Statistical analysis

All statistical analyses were carried out using SPSS 16.0 for Mac (SPSS Inc., Chicago, IL, U.S.A.). All data were modelled using repeated measures general linear models (GLMs), with assumptions being checked and the data being transformed prior to analysis where appropriate. Some of the birds developed a side bias during the 3 weeks of cognitive bias trials; we reduced the effect of the bias by discarding data from a bird for any day when it failed to reach criterion (at least 10 of 12 correct) for the subset of trials with the trained backgrounds (0 and 60% grey). Excluded data comprised 8 of 56 bird days (4 of which were for one subject) for week 1; 9 of 56 bird days for week 2 (spread across four birds); and none in the last week (one bird day comprises data from one subject for 1 day).

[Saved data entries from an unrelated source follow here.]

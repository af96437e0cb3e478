use thiserror::Error;

pub type Result<T> = std::result::Result<T, Error>;

#[derive(Error, Debug)]
pub enum Error {
    #[error("IO error with {} file at path `{}`: {}", .file_description, .path, .original)]
    Io {
        file_description: String,
        path: String,
        original: std::io::Error,
    },

    #[error("Terminal error: {}", .0)]
    Stdio(#[from] std::io::Error),

    #[error("Invalid alias name: name may not be empty")]
    EmptyName,

    #[error("Invalid alias name `{}`: only letters, numbers, dots, underscores, colons and hyphens are allowed", .0)]
    InvalidName(String),

    #[error("No aliases were selected for removal")]
    EmptySelection,

    #[error("Operation cancelled by user")]
    Cancelled,
}

impl Error {
    pub fn io_error(file_description: &str, path: &str, original: std::io::Error) -> Self {
        Self::Io {
            file_description: file_description.to_string(),
            path: path.to_string(),
            original,
        }
    }
}
use chrono::{DateTime, Utc};
use serde::{Deserialize, Serialize};
use std::collections::BTreeMap;

/// 提交时刻的答题快照
///
/// 一旦生成就不可修改，之后对答题表的任何改动都不会反映到这里。
#[derive(Debug, Clone, Default, PartialEq, Eq, Serialize, Deserialize)]
#[serde(transparent)]
pub struct AnswerSnapshot(BTreeMap<String, String>);

impl AnswerSnapshot {
    pub fn new(entries: BTreeMap<String, String>) -> Self {
        Self(entries)
    }

    pub fn len(&self) -> usize {
        self.0.len()
    }

    pub fn is_empty(&self) -> bool {
        self.0.is_empty()
    }

    pub fn get(&self, question_id: &str) -> Option<&str> {
        self.0.get(question_id).map(String::as_str)
    }
}

/// 提交答案请求体
#[derive(Debug, Clone, Serialize)]
pub struct SubmitAnswersRequest<'a> {
    pub answers: &'a AnswerSnapshot,
}

/// 服务端对提交的确认
///
/// `score` 为空表示评分延后。
#[derive(Debug, Clone, Default, PartialEq, Serialize, Deserialize)]
pub struct SubmissionAck {
    #[serde(default)]
    pub score: Option<f64>,
    #[serde(rename = "correctCount", alias = "correct_count", default)]
    pub correct_count: Option<u32>,
    #[serde(rename = "totalQuestions", alias = "total_questions", default)]
    pub total_questions: Option<u32>,
    #[serde(default)]
    pub message: Option<String>,
}

impl SubmissionAck {
    pub fn is_deferred(&self) -> bool {
        self.score.is_none()
    }
}

/// 单题判分结果
#[derive(Debug, Clone, Serialize, Deserialize)]
pub struct QuestionOutcome {
    #[serde(rename = "questionId")]
    pub question_id: String,
    #[serde(rename = "selectedAnswer", default)]
    pub selected_answer: Option<String>,
    #[serde(rename = "isCorrect")]
    pub is_correct: bool,
}

/// 已提交测验的成绩（以服务端为准）
#[derive(Debug, Clone, Serialize, Deserialize)]
pub struct QuizResult {
    pub score: f64,
    #[serde(rename = "totalQuestions")]
    pub total_questions: u32,
    #[serde(rename = "correctAnswers")]
    pub correct_answers: u32,
    #[serde(rename = "submittedAt", default)]
    pub submitted_at: Option<DateTime<Utc>>,
    #[serde(default)]
    pub answers: Vec<QuestionOutcome>,
}

#[derive(Debug, Clone, Serialize, Deserialize)]
pub struct StudentRef {
    #[serde(rename = "_id", alias = "id")]
    pub id: String,
    pub name: String,
    #[serde(default)]
    pub email: Option<String>,
}

/// 排行榜条目
#[derive(Debug, Clone, Serialize, Deserialize)]
pub struct LeaderboardEntry {
    pub student: StudentRef,
    pub score: f64,
    #[serde(rename = "totalCorrect")]
    pub total_correct: u32,
    #[serde(rename = "totalQuestions")]
    pub total_questions: u32,
}

#[cfg(test)]
mod tests {
    use super::*;

    #[test]
    fn request_serializes_answers_as_object() {
        let mut entries = BTreeMap::new();
        entries.insert("q1".to_string(), "Paris".to_string());
        entries.insert("q2".to_string(), "4".to_string());
        let snapshot = AnswerSnapshot::new(entries);

        let body = serde_json::to_value(SubmitAnswersRequest { answers: &snapshot }).unwrap();
        assert_eq!(
            body,
            serde_json::json!({"answers": {"q1": "Paris", "q2": "4"}})
        );
    }

    #[test]
    fn ack_without_score_is_deferred() {
        let ack: SubmissionAck = serde_json::from_str(r#"{"message":"received"}"#).unwrap();
        assert!(ack.is_deferred());

        let ack: SubmissionAck =
            serde_json::from_str(r#"{"score":80,"correctCount":4,"totalQuestions":5}"#).unwrap();
        assert_eq!(ack.score, Some(80.0));
        assert_eq!(ack.correct_count, Some(4));
    }
}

Since we artificially reduced the variance in the response to the trained unambiguous stimuli, we excluded the data from them in our analyses.

Ethical note

Our study adhered to the Association for the Study of Animal Behaviour’s Guidelines for the Use of Animals in Research and also passed internal ethical review. Birds were inspected on a daily basis by the experimenter, were released back into free-flight aviaries after the experiment and showed no signs of adverse effects. Following completion of our studies, they received a full health inspection by a qualified veterinarian prior to release at the original capture site.


Cognitive bias task


The birds took 4.38 ± 2.13 days (mean ± SD) to learn the lid-flipping task. All subjects had learnt the task by day seven. The birds took an additional 13.25 ± 4.33 (mean ± SD) days to reach criterion on the conditional discrimination task. All birds had learnt the task after 20 days of discrimination training. In the last 3 days of discrimination training, before partial reinforcement was introduced, there was a difference in the latency of the birds to make a choice with 0 and 60% grey backgrounds, with birds being slower in the 0% grey background trials where the reward was only one mealworm compared with 60% grey background trials where the reward was three mealworms (paired t-test: t7 = 2.463, P = 0.043).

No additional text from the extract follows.